The broken planks and missteps were still etched into her memory. She avoided every one and came to the door. It was dim through her window, just the glowing oak in her ceiling. Her hand trembled above the door handle. Tears were already welling behind her eyes. No matter what she found on the other side, she would be crying soon.
There was no need to delay this further. She pushed open the door.
Her house smelled as it always did. After all this time, it still smelled like her, like the clothes she wore, like the soap she used, like the wood of her walls and like the small animal that lived there.
She took her first step inside, gently closed the door, then took another.
It hadn’t been touched. Her desk was exactly as she had left it. Even her clothes hadn’t been picked up by the servants. The light of the glowing oak had faded some, but everything was the same.
The frantic clack-scratch of claws brought on the tears, as Marv hustled around the corner from her bedroom and barreled into her shins. He rubbed his head against her legs then turned and came back the other way for another pass. She crouched and scooped him up and nuzzled him. She brought him to her face and kissed his little head.
“How are you, Marv?” she whispered past her tears. “I missed you so much.”
He made a chittering noise in reply.
He was alive and hadn’t eaten her furniture. He hadn’t eaten his way through her walls. And he was kind of fat, just like he’d been when she’d left. Weeks ago. No, everything seemed exactly the same, which meant . . . what
exactly?
There was a sound from the washroom. The door was shut. She put Marv down and scooted him away. With her sleeve she wiped at her tears. Then she moved across the living room in two smooth steps. The door opened.
She drew the hunting knife as someone stepped out. She shoved him into the wall with her elbow at his throat then raised the knife, the point at the slender neck.
“Edi?”
“Ancil.”
— Chapter 26 —
“On the fifth darkened day, the healthy fell to sickness. Those with no wounds bled, those who could see were struck blind, those without a sin to their lips could not speak. Sons and daughters died in their beds, and by the hundreds their mothers and fathers prayed for answers, for healing, for resilience from their Lords.”

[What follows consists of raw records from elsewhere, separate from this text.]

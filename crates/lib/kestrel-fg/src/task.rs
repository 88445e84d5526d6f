use std::any::Any;

use ash::vk;

use kestrel_rhi::backend::{ClearValue, CommandBuffer};

use crate::graph::{FrameGraph, GraphNode};
use crate::resource::{
    BufferCreateDescription, BufferReadDescription, GraphId, ImageCreateDescription,
    ImageReadDescription, ImageWriteDescription,
};

/// What kind of GPU work a task records.
///
/// Only `Raster` tasks are recorded today, the other branches are
/// reserved by the scheduler.
#[derive(Clone, Copy, Debug, Hash, PartialEq, Eq)]
pub enum TaskType {
    Raster,
    Compute,
    Transfer,
    RayTracing,
}

#[derive(Clone, Copy, Debug)]
pub struct TaskInfo<'a> {
    pub name: &'a str,
    pub ty: TaskType,
    pub cull_imune: bool,
}

impl<'a> TaskInfo<'a> {
    pub fn raster(name: &'a str) -> Self {
        Self {
            name,
            ty: TaskType::Raster,
            cull_imune: false,
        }
    }
}

pub(crate) struct TaskNode {
    pub name: String,
    pub ty: TaskType,
    pub cull_imune: bool,

    // two-level DAG edges: ids of the create/read/write description nodes
    pub creates: Vec<GraphId>,
    pub reads: Vec<GraphId>,
    pub writes: Vec<GraphId>,
}

impl TaskNode {
    pub(crate) fn new(info: TaskInfo<'_>) -> Self {
        Self {
            name: info.name.to_owned(),
            ty: info.ty,
            cull_imune: info.cull_imune,
            creates: Vec::new(),
            reads: Vec::new(),
            writes: Vec::new(),
        }
    }
}

pub(crate) type ErasedExecuteFn = Box<dyn FnMut(&dyn Any, &CommandBuffer) + Send>;

/// Per-task user state plus the type-erased record callback.
/// Layout erasure goes through `Any`, never through raw bytes.
pub(crate) struct TaskPayload {
    pub data: Box<dyn Any + Send>,
    pub on_execute: ErasedExecuteFn,
}

/// Build-phase API scoped to one task: resources created, read or written
/// through this builder are automatically edged from the owning task.
pub struct GraphTaskBuilder<'fg> {
    pub(crate) graph: &'fg mut FrameGraph,
    pub(crate) task: GraphId,
}

impl<'fg> GraphTaskBuilder<'fg> {
    pub fn create_image(&mut self, desc: ImageCreateDescription) -> GraphId {
        let task = self.task;
        let id = self.graph.push_node(GraphNode::ImageCreate {
            desc,
            creator: task,
        });
        self.graph.task_node_mut(task).creates.push(id);
        id
    }

    pub fn create_buffer(&mut self, desc: BufferCreateDescription) -> GraphId {
        let task = self.task;
        let id = self.graph.push_node(GraphNode::BufferCreate {
            desc,
            creator: task,
        });
        self.graph.task_node_mut(task).creates.push(id);
        id
    }

    pub fn read_image(&mut self, image: GraphId, view_type: vk::ImageViewType) -> GraphId {
        let task = self.task;
        let id = self.graph.push_node(GraphNode::ImageRead {
            desc: ImageReadDescription { image, view_type },
            task,
        });
        self.graph.task_node_mut(task).reads.push(id);
        id
    }

    pub fn write_image(
        &mut self,
        image: GraphId,
        view_type: vk::ImageViewType,
        clear_value: Option<ClearValue>,
    ) -> GraphId {
        let task = self.task;
        let id = self.graph.push_node(GraphNode::ImageWrite {
            desc: ImageWriteDescription {
                image,
                view_type,
                clear_value,
            },
            task,
        });
        self.graph.task_node_mut(task).writes.push(id);
        id
    }

    pub fn read_buffer(&mut self, buffer: GraphId) -> GraphId {
        let task = self.task;
        let id = self.graph.push_node(GraphNode::BufferRead {
            desc: BufferReadDescription { buffer },
            task,
        });
        self.graph.task_node_mut(task).reads.push(id);
        id
    }

    /// Designate `image` as the final resource of the whole graph.
    pub fn set_backbuffer(&mut self, image: GraphId) {
        self.graph.set_backbuffer(image);
    }
}
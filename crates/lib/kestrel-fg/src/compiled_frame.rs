use std::collections::HashMap;

use ash::vk;

use kestrel_rhi::backend::{
    is_depth_format, is_depth_stencil_format, BufferDesc, ClearValue, ImageDesc,
};

use crate::graph::{FrameGraph, GraphNode};
use crate::resource::GraphId;
use crate::task::TaskType;

/// The plan: an ordered, culled sequence of passes annotated with the
/// physical descriptors needed to allocate and record a frame.
pub struct CompiledFrame {
    pub passes: Vec<Pass>,
    pub fingerprint: u64,
    pub backbuffer: GraphId,
}

pub struct Pass {
    pub id: GraphId,
    pub name: String,
    pub ty: TaskType,
    pub renderpass: RenderPassData,
    /// Transient images this pass creates.
    pub images: Vec<ImageInfo>,
    /// Transient buffers this pass creates.
    pub buffers: Vec<BufferInfo>,
    pub reads: Vec<ImageViewInfo>,
    pub writes: Vec<ImageWriteInfo>,
}

pub struct RenderPassData {
    pub attachments: Vec<Attachment>,
    pub subpass: Subpass,
}

#[derive(Clone, Copy, Debug, PartialEq, Eq)]
pub struct Attachment {
    pub resource: GraphId,
    pub format: vk::Format,
    pub load_op: vk::AttachmentLoadOp,
    pub store_op: vk::AttachmentStoreOp,
    pub stencil_load_op: vk::AttachmentLoadOp,
    pub stencil_store_op: vk::AttachmentStoreOp,
    pub src_layout: vk::ImageLayout,
    pub dst_layout: vk::ImageLayout,
}

#[derive(Clone, Copy, Debug, PartialEq, Eq)]
pub struct AttachmentRef {
    pub attachment: u32,
    pub layout: vk::ImageLayout,
}

pub struct Subpass {
    pub bind_point: vk::PipelineBindPoint,
    pub color_refs: Vec<AttachmentRef>,
    pub depth_ref: Option<AttachmentRef>,
}

pub struct ImageInfo {
    pub id: GraphId,
    pub name: String,
    pub desc: ImageDesc,
    pub clear_value: ClearValue,
}

pub struct BufferInfo {
    pub id: GraphId,
    pub name: String,
    pub desc: BufferDesc,
}

#[derive(Clone, Copy, Debug)]
pub struct ImageViewInfo {
    pub id: GraphId,
    pub image: GraphId,
    pub view_type: vk::ImageViewType,
}

#[derive(Clone, Copy, Debug)]
pub struct ImageWriteInfo {
    pub id: GraphId,
    pub image: GraphId,
    pub view_type: vk::ImageViewType,
    pub clear_value: Option<ClearValue>,
    /// Load the previous contents instead of clearing; set when the same
    /// task also reads the image.
    pub load: bool,
}

pub(crate) fn build_compiled_frame(
    graph: &FrameGraph,
    sorted: &[GraphId],
    fingerprint: u64,
) -> CompiledFrame {
    let mut layouts: HashMap<GraphId, vk::ImageLayout> = HashMap::new();

    let passes = sorted
        .iter()
        .map(|&task_id| build_pass(graph, task_id, &mut layouts))
        .collect();

    CompiledFrame {
        passes,
        fingerprint,
        backbuffer: graph.backbuffer,
    }
}

fn build_pass(
    graph: &FrameGraph,
    task_id: GraphId,
    layouts: &mut HashMap<GraphId, vk::ImageLayout>,
) -> Pass {
    let task = graph.task_node(task_id);

    let image_creates: Vec<GraphId> = task
        .creates
        .iter()
        .copied()
        .filter(|&id| matches!(&graph.nodes[id.index()], GraphNode::ImageCreate { .. }))
        .collect();

    let image_reads: Vec<GraphId> = task
        .reads
        .iter()
        .copied()
        .filter(|&id| matches!(&graph.nodes[id.index()], GraphNode::ImageRead { .. }))
        .collect();

    Pass {
        id: task_id,
        name: task.name.clone(),
        ty: task.ty,
        renderpass: build_renderpass_physical_description(
            graph,
            task_id,
            &image_creates,
            &image_reads,
            layouts,
        ),
        images: build_image_physical_descriptions(graph, &image_creates),
        buffers: build_buffer_physical_descriptions(graph, task_id),
        reads: image_reads
            .iter()
            .map(|&id| match &graph.nodes[id.index()] {
                GraphNode::ImageRead { desc, .. } => ImageViewInfo {
                    id,
                    image: desc.image,
                    view_type: desc.view_type,
                },
                _ => unreachable!(),
            })
            .collect(),
        writes: build_image_write_infos(graph, task_id, &image_reads, layouts),
    }
}

/// Derive the concrete image descriptions (usage flags included) for the
/// transient images this task creates.
fn build_image_physical_descriptions(graph: &FrameGraph, image_creates: &[GraphId]) -> Vec<ImageInfo> {
    image_creates
        .iter()
        .filter_map(|&id| {
            let desc = graph.image_create(id);
            if !desc.transient {
                // non-transient resources are externally retained
                return None;
            }

            let mut usages = desc.usages.unwrap_or_else(|| {
                if is_depth_format(desc.format) || is_depth_stencil_format(desc.format) {
                    vk::ImageUsageFlags::DEPTH_STENCIL_ATTACHMENT | vk::ImageUsageFlags::TRANSFER_SRC
                } else {
                    vk::ImageUsageFlags::COLOR_ATTACHMENT | vk::ImageUsageFlags::TRANSFER_SRC
                }
            });

            // the backbuffer is always a blit source
            if id == graph.backbuffer {
                usages |= vk::ImageUsageFlags::TRANSFER_SRC;
            }

            let clear_value = desc.clear_value.unwrap_or_else(|| {
                if is_depth_format(desc.format) || is_depth_stencil_format(desc.format) {
                    ClearValue::DepthStencil {
                        depth: 1.0,
                        stencil: 0,
                    }
                } else {
                    ClearValue::default()
                }
            });

            Some(ImageInfo {
                id,
                name: desc.name.clone(),
                desc: ImageDesc {
                    extent: desc.extent,
                    format: desc.format,
                    image_type: desc.image_type,
                    array_elements: desc.layers,
                    ..Default::default()
                }
                .usage_flags(usages),
                clear_value,
            })
        })
        .collect()
}

fn build_buffer_physical_descriptions(graph: &FrameGraph, task_id: GraphId) -> Vec<BufferInfo> {
    graph
        .task_node(task_id)
        .creates
        .iter()
        .filter_map(|&id| match &graph.nodes[id.index()] {
            GraphNode::BufferCreate { desc, .. } if desc.transient => Some(BufferInfo {
                id,
                name: desc.name.clone(),
                desc: BufferDesc::new(
                    desc.size,
                    vk::BufferUsageFlags::TRANSFER_SRC | vk::BufferUsageFlags::STORAGE_BUFFER,
                ),
            }),
            _ => None,
        })
        .collect()
}

fn build_image_write_infos(
    graph: &FrameGraph,
    task_id: GraphId,
    image_reads: &[GraphId],
    layouts: &HashMap<GraphId, vk::ImageLayout>,
) -> Vec<ImageWriteInfo> {
    let read_images: Vec<GraphId> = image_reads
        .iter()
        .map(|&id| match &graph.nodes[id.index()] {
            GraphNode::ImageRead { desc, .. } => desc.image,
            _ => unreachable!(),
        })
        .collect();

    graph
        .task_node(task_id)
        .writes
        .iter()
        .filter_map(|&id| match &graph.nodes[id.index()] {
            // a write whose target never materialized (creator culled)
            // has nothing to record into
            GraphNode::ImageWrite { desc, .. } if layouts.contains_key(&desc.image) => {
                Some(ImageWriteInfo {
                    id,
                    image: desc.image,
                    view_type: desc.view_type,
                    clear_value: desc.clear_value,
                    load: read_images.contains(&desc.image),
                })
            }
            _ => None,
        })
        .collect()
}

/// Synthesize the attachment and subpass descriptions of one task.
///
/// The layout map is threaded through in creates -> writes -> reads
/// order; the emitted attachment order is creates, reads, writes, with
/// an id appearing in both reads and writes emitted once by the reads
/// walk (store upgraded to STORE).
fn build_renderpass_physical_description(
    graph: &FrameGraph,
    task_id: GraphId,
    image_creates: &[GraphId],
    image_reads: &[GraphId],
    layouts: &mut HashMap<GraphId, vk::ImageLayout>,
) -> RenderPassData {
    let task = graph.task_node(task_id);

    let write_images: Vec<GraphId> = task
        .writes
        .iter()
        .filter_map(|&id| match &graph.nodes[id.index()] {
            GraphNode::ImageWrite { desc, .. } => Some(desc.image),
            _ => None,
        })
        .collect();

    let read_images: Vec<GraphId> = image_reads
        .iter()
        .map(|&id| match &graph.nodes[id.index()] {
            GraphNode::ImageRead { desc, .. } => desc.image,
            _ => unreachable!(),
        })
        .collect();

    let creates: Vec<Attachment> = image_creates
        .iter()
        .map(|&id| {
            let desc = graph.image_create(id);

            let mut attachment = Attachment {
                resource: id,
                format: desc.format,
                load_op: vk::AttachmentLoadOp::CLEAR,
                store_op: vk::AttachmentStoreOp::STORE,
                stencil_load_op: vk::AttachmentLoadOp::DONT_CARE,
                stencil_store_op: vk::AttachmentStoreOp::DONT_CARE,
                src_layout: vk::ImageLayout::UNDEFINED,
                dst_layout: vk::ImageLayout::COLOR_ATTACHMENT_OPTIMAL,
            };

            if is_depth_stencil_format(desc.format) || is_depth_format(desc.format) {
                std::mem::swap(&mut attachment.load_op, &mut attachment.stencil_load_op);
                std::mem::swap(&mut attachment.store_op, &mut attachment.stencil_store_op);
                attachment.dst_layout = vk::ImageLayout::DEPTH_STENCIL_ATTACHMENT_OPTIMAL;
            }

            layouts.insert(id, attachment.dst_layout);
            attachment
        })
        .collect();

    let writes: Vec<Attachment> = write_images
        .iter()
        .filter_map(|&id| {
            // an id in both reads and writes is emitted by the reads walk;
            // a target whose creator was culled has no layout to chain from
            if read_images.contains(&id) || !layouts.contains_key(&id) {
                return None;
            }

            let desc = graph.image_create(id);
            let current_layout = layouts[&id];

            let mut attachment = Attachment {
                resource: id,
                format: desc.format,
                load_op: vk::AttachmentLoadOp::CLEAR,
                store_op: vk::AttachmentStoreOp::STORE,
                stencil_load_op: vk::AttachmentLoadOp::DONT_CARE,
                stencil_store_op: vk::AttachmentStoreOp::DONT_CARE,
                src_layout: current_layout,
                dst_layout: current_layout,
            };

            if is_depth_stencil_format(desc.format) || is_depth_format(desc.format) {
                std::mem::swap(&mut attachment.load_op, &mut attachment.stencil_load_op);
                std::mem::swap(&mut attachment.store_op, &mut attachment.stencil_store_op);
                attachment.dst_layout = vk::ImageLayout::DEPTH_STENCIL_ATTACHMENT_OPTIMAL;
            }

            layouts.insert(id, attachment.dst_layout);
            Some(attachment)
        })
        .collect();

    let reads: Vec<Attachment> = read_images
        .iter()
        .filter_map(|&id| {
            if !layouts.contains_key(&id) {
                return None;
            }

            let desc = graph.image_create(id);
            let current_layout = layouts[&id];

            let mut attachment = Attachment {
                resource: id,
                format: desc.format,
                load_op: vk::AttachmentLoadOp::LOAD,
                store_op: vk::AttachmentStoreOp::DONT_CARE,
                stencil_load_op: vk::AttachmentLoadOp::DONT_CARE,
                stencil_store_op: vk::AttachmentStoreOp::DONT_CARE,
                src_layout: current_layout,
                dst_layout: current_layout,
            };

            if write_images.contains(&id) {
                attachment.store_op = vk::AttachmentStoreOp::STORE;
            }

            if is_depth_stencil_format(desc.format) || is_depth_format(desc.format) {
                std::mem::swap(&mut attachment.load_op, &mut attachment.stencil_load_op);
                std::mem::swap(&mut attachment.store_op, &mut attachment.stencil_store_op);
                attachment.dst_layout = vk::ImageLayout::DEPTH_STENCIL_ATTACHMENT_OPTIMAL;
            }

            layouts.insert(id, attachment.dst_layout);
            Some(attachment)
        })
        .collect();

    let mut attachments = creates;
    attachments.extend(reads);
    attachments.extend(writes);

    let mut color_refs = Vec::with_capacity(attachments.len());
    let mut depth_ref = None;

    for (index, attachment) in attachments.iter().enumerate() {
        let reference = AttachmentRef {
            attachment: index as u32,
            layout: attachment.dst_layout,
        };

        if is_depth_format(attachment.format) {
            depth_ref = Some(reference);
        } else {
            color_refs.push(reference);
        }
    }

    // TODO support multiple subpasses
    let subpass = Subpass {
        bind_point: if task.ty == TaskType::Raster {
            vk::PipelineBindPoint::GRAPHICS
        } else {
            vk::PipelineBindPoint::COMPUTE
        },
        color_refs,
        depth_ref,
    };

    RenderPassData {
        attachments,
        subpass,
    }
}
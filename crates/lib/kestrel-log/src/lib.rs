use std::path::PathBuf;

use fern::colors::{Color, ColoredLevelConfig};

pub use log::LevelFilter;

/// Targets owned by the GPU-facing crates. They trace every object
/// creation and barrier, so they get their own level knob.
const GPU_TARGETS: [&str; 2] = ["kestrel_rhi", "kestrel_render"];

/// Log configuration.
pub struct LogConfig {
    /// Base level for engine and application targets.
    pub level: LevelFilter,
    /// Level for the GPU layers (see [`GPU_TARGETS`]).
    pub gpu_level: LevelFilter,
    /// Mirror everything into this file when set.
    pub file: Option<PathBuf>,
}

impl Default for LogConfig {
    fn default() -> Self {
        Self {
            level: if cfg!(debug_assertions) {
                LevelFilter::Debug
            } else {
                LevelFilter::Info
            },
            gpu_level: LevelFilter::Info,
            file: Some(PathBuf::from("kestrel.log")),
        }
    }
}

/// Initialize log module.
pub fn init_log(config: LogConfig) {
    setup_logger(&config).expect("Failed to initialize log module!");

    log::info!("log initialized!");
}

fn setup_logger(config: &LogConfig) -> anyhow::Result<()> {
    // setup colors
    let colors = ColoredLevelConfig::new()
        .trace(Color::White)
        .debug(Color::Magenta)
        .info(Color::Cyan)
        .warn(Color::Yellow)
        .error(Color::Red);

    // the render thread logs concurrently with the event loop thread,
    // so every console line carries the thread it came from
    let console_output = fern::Dispatch::new()
        .format(move |out, message, record| {
            let thread = std::thread::current();
            out.finish(format_args!(
                "{}[{}][{}][{}] {}",
                chrono::Local::now().format("[%Y-%m-%d][%H:%M:%S]"),
                thread.name().unwrap_or("<unnamed>"),
                record.target(),
                colors.color(record.level()),
                message
            ))
        })
        .chain(std::io::stdout());

    let mut dispatch = fern::Dispatch::new().level(config.level);
    for target in GPU_TARGETS {
        dispatch = dispatch.level_for(target, config.gpu_level);
    }
    dispatch = dispatch.chain(console_output);

    if let Some(path) = &config.file {
        let file_output = fern::Dispatch::new()
            .format(|out, message, record| {
                out.finish(format_args!(
                    "{}[{}][{}] {}",
                    chrono::Local::now().format("[%Y-%m-%d][%H:%M:%S]"),
                    record.target(),
                    record.level(),
                    message
                ))
            })
            .chain(fern::log_file(path)?);

        dispatch = dispatch.chain(file_output);
    }

    dispatch.apply()?;
    Ok(())
}
use std::ffi::{CStr, CString};
use std::os::raw::c_char;
use std::sync::Arc;

use ash::extensions::khr;
use ash::vk;
use gpu_allocator::vulkan::{Allocator, AllocatorCreateDesc};
use gpu_allocator::AllocatorDebugSettings;
use parking_lot::Mutex;

use super::physical_device::QueueFamily;
use super::{Instance, PhysicalDevice, RhiError, Swapchain};

pub struct Queue {
    pub raw: vk::Queue,
    pub family: QueueFamily,
}

impl Queue {
    pub fn create(device: &Device, family: QueueFamily) -> Self {
        let raw = unsafe { device.raw.get_device_queue(family.index, 0) };
        Self { raw, family }
    }

    /// Present `image_index` on the swapchain, waiting on `wait_semaphores`.
    /// Returns true if the swapchain is suboptimal for the surface.
    pub fn present(
        &self,
        swapchain: &Swapchain,
        wait_semaphores: &[vk::Semaphore],
        image_index: u32,
    ) -> anyhow::Result<bool, RhiError> {
        let present_info = vk::PresentInfoKHR::builder()
            .image_indices(std::slice::from_ref(&image_index))
            .swapchains(std::slice::from_ref(&swapchain.raw))
            .wait_semaphores(wait_semaphores)
            .build();

        let result = unsafe { swapchain.func_loader.queue_present(self.raw, &present_info) };

        match result {
            Ok(suboptimal) => Ok(suboptimal),
            Err(vk::Result::ERROR_OUT_OF_DATE_KHR) => Err(RhiError::SwapchainOutOfDate),
            Err(err) => Err(RhiError::Vulkan { err }),
        }
    }
}

pub struct Device {
    pub raw: ash::Device,
    // since instance and physical device are only valid if and only if device is valid,
    // keep an atomic reference counter here to avoid incorrect dropping.
    pub(crate) physical_device: Arc<PhysicalDevice>,
    pub(crate) instance: Arc<Instance>,
    pub global_allocator: Mutex<Allocator>,

    graphics_queue_family: QueueFamily,
}

impl Device {
    pub fn builder() -> DeviceBuilder {
        DeviceBuilder::default()
    }

    pub fn graphics_queue_family(&self) -> QueueFamily {
        self.graphics_queue_family
    }

    pub fn wait_idle(&self) {
        unsafe {
            self.raw.device_wait_idle().expect("Failed to wait device idle!");
        }
    }

    /// Attach a debug name to a GPU object so it shows up in captures.
    pub fn set_object_name<T: vk::Handle>(&self, object: T, name: &str) {
        if !super::constants::ENABLE_DEBUG {
            return;
        }

        let name = CString::new(name).unwrap();
        let name_info = vk::DebugUtilsObjectNameInfoEXT::builder()
            .object_type(T::TYPE)
            .object_handle(object.as_raw())
            .object_name(name.as_c_str())
            .build();

        unsafe {
            self.instance
                .debug_utils
                .set_debug_utils_object_name(self.raw.handle(), &name_info)
                .ok();
        }
    }

    fn check_extensions_supported(
        required_extensions: &[&'static CStr],
        physical_device: &PhysicalDevice,
    ) {
        for ext in required_extensions {
            let ext = ext.to_str().unwrap();
            if !physical_device.check_extension_support(&[ext]) {
                panic!("Vulkan Extension {} not supported!", ext);
            }
        }
    }

    fn find_graphics_queue_family(physical_device: &PhysicalDevice) -> QueueFamily {
        physical_device
            .queue_families
            .iter()
            .find(|qf| qf.properties.queue_flags.contains(vk::QueueFlags::GRAPHICS))
            .copied()
            .expect("No suitable graphic queue!")
    }

    fn new(builder: DeviceBuilder, physical_device: &Arc<PhysicalDevice>) -> anyhow::Result<Self> {
        let mut required_extensions = vec![khr::Swapchain::name()];
        required_extensions.extend(builder.required_extensions.iter());

        // this function will panic if any extension is not supported
        Self::check_extensions_supported(&required_extensions, physical_device);

        let required_extensions: Vec<*const c_char> = required_extensions
            .into_iter()
            .map(|ext| ext.as_ptr())
            .collect();

        let graphics_queue_family = Self::find_graphics_queue_family(physical_device);

        let priorities = [1.0];
        let queue_ci = [vk::DeviceQueueCreateInfo::builder()
            .queue_family_index(graphics_queue_family.index)
            .queue_priorities(&priorities)
            .build()];

        // dynamic rendering drives every raster pass recording
        let mut vulkan_13_features =
            vk::PhysicalDeviceVulkan13Features::builder().dynamic_rendering(true);

        let device_ci = vk::DeviceCreateInfo::builder()
            .enabled_extension_names(&required_extensions)
            .queue_create_infos(&queue_ci)
            .push_next(&mut vulkan_13_features)
            .build();

        let device = unsafe {
            physical_device
                .instance
                .raw
                .create_device(physical_device.raw, &device_ci, None)
                .expect("Failed to create vulkan device!")
        };

        glog::trace!("Vulkan device created!");

        // create a global gpu memory allocator
        let allocator_debug_settings = AllocatorDebugSettings {
            log_memory_information: true,
            log_leaks_on_shutdown: true,
            ..Default::default()
        };

        let global_allocator = Allocator::new(&AllocatorCreateDesc {
            instance: physical_device.instance.raw.clone(),
            device: device.clone(),
            physical_device: physical_device.raw,
            debug_settings: allocator_debug_settings,
            buffer_device_address: false,
        })
        .expect("Failed to create vulkan memory allocator!");

        Ok(Self {
            raw: device,
            physical_device: physical_device.clone(),
            instance: physical_device.instance.clone(),
            global_allocator: Mutex::new(global_allocator),
            graphics_queue_family,
        })
    }
}

pub struct DeviceBuilder {
    required_extensions: Vec<&'static CStr>,
}

impl Default for DeviceBuilder {
    fn default() -> Self {
        Self {
            required_extensions: Vec::new(),
        }
    }
}

impl DeviceBuilder {
    #[allow(dead_code)]
    pub fn require_extensions(mut self, extensions: Vec<&'static CStr>) -> Self {
        self.required_extensions = extensions;
        self
    }

    pub fn build(self, physical_device: &Arc<PhysicalDevice>) -> anyhow::Result<Arc<Device>> {
        Ok(Arc::new(Device::new(self, physical_device)?))
    }
}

—The Words of the Lords, ed. xi
Ancil stared back at her with terrified, disbelieving eyes. Those light brown eyes, the white-silver hair—it was Ancil, unchanged by the passage of time. At every turn she was reminded that it hadn’t actually been that long.
But this was the last place she had expected to find him.
“What are you doing here?” she snapped.
“What am I—? Edi, you—”
She brought the point of the knife closer, and he stopped talking. It felt good to be able to stop him from talking, to be able to have this kind of control over someone else. Despite the rush of control, she drew the knife back. Something wasn’t right here.
“You’ve been looking after Marv?” she said.
“I came here after you . . . left. When I found him, he seemed sad.”
She stole a glance to Marv. He was currently on his back, limbs in the air, head cocked but fixed right on her, oblivious to the situation. Strange as it was, she trusted Marv’s intuition. He didn’t think Ancil was a danger or a bad person. Or maybe he had been won over by food.
“I didn’t expect finding you to be so easy,” she said. Her temper flared. “Walking around with no escort, in the dark—what if I were an assassin, here to kill you?”
He eyed the knife then met her eyes and, with complete calm and utter seriousness, said, “Aren’t you?”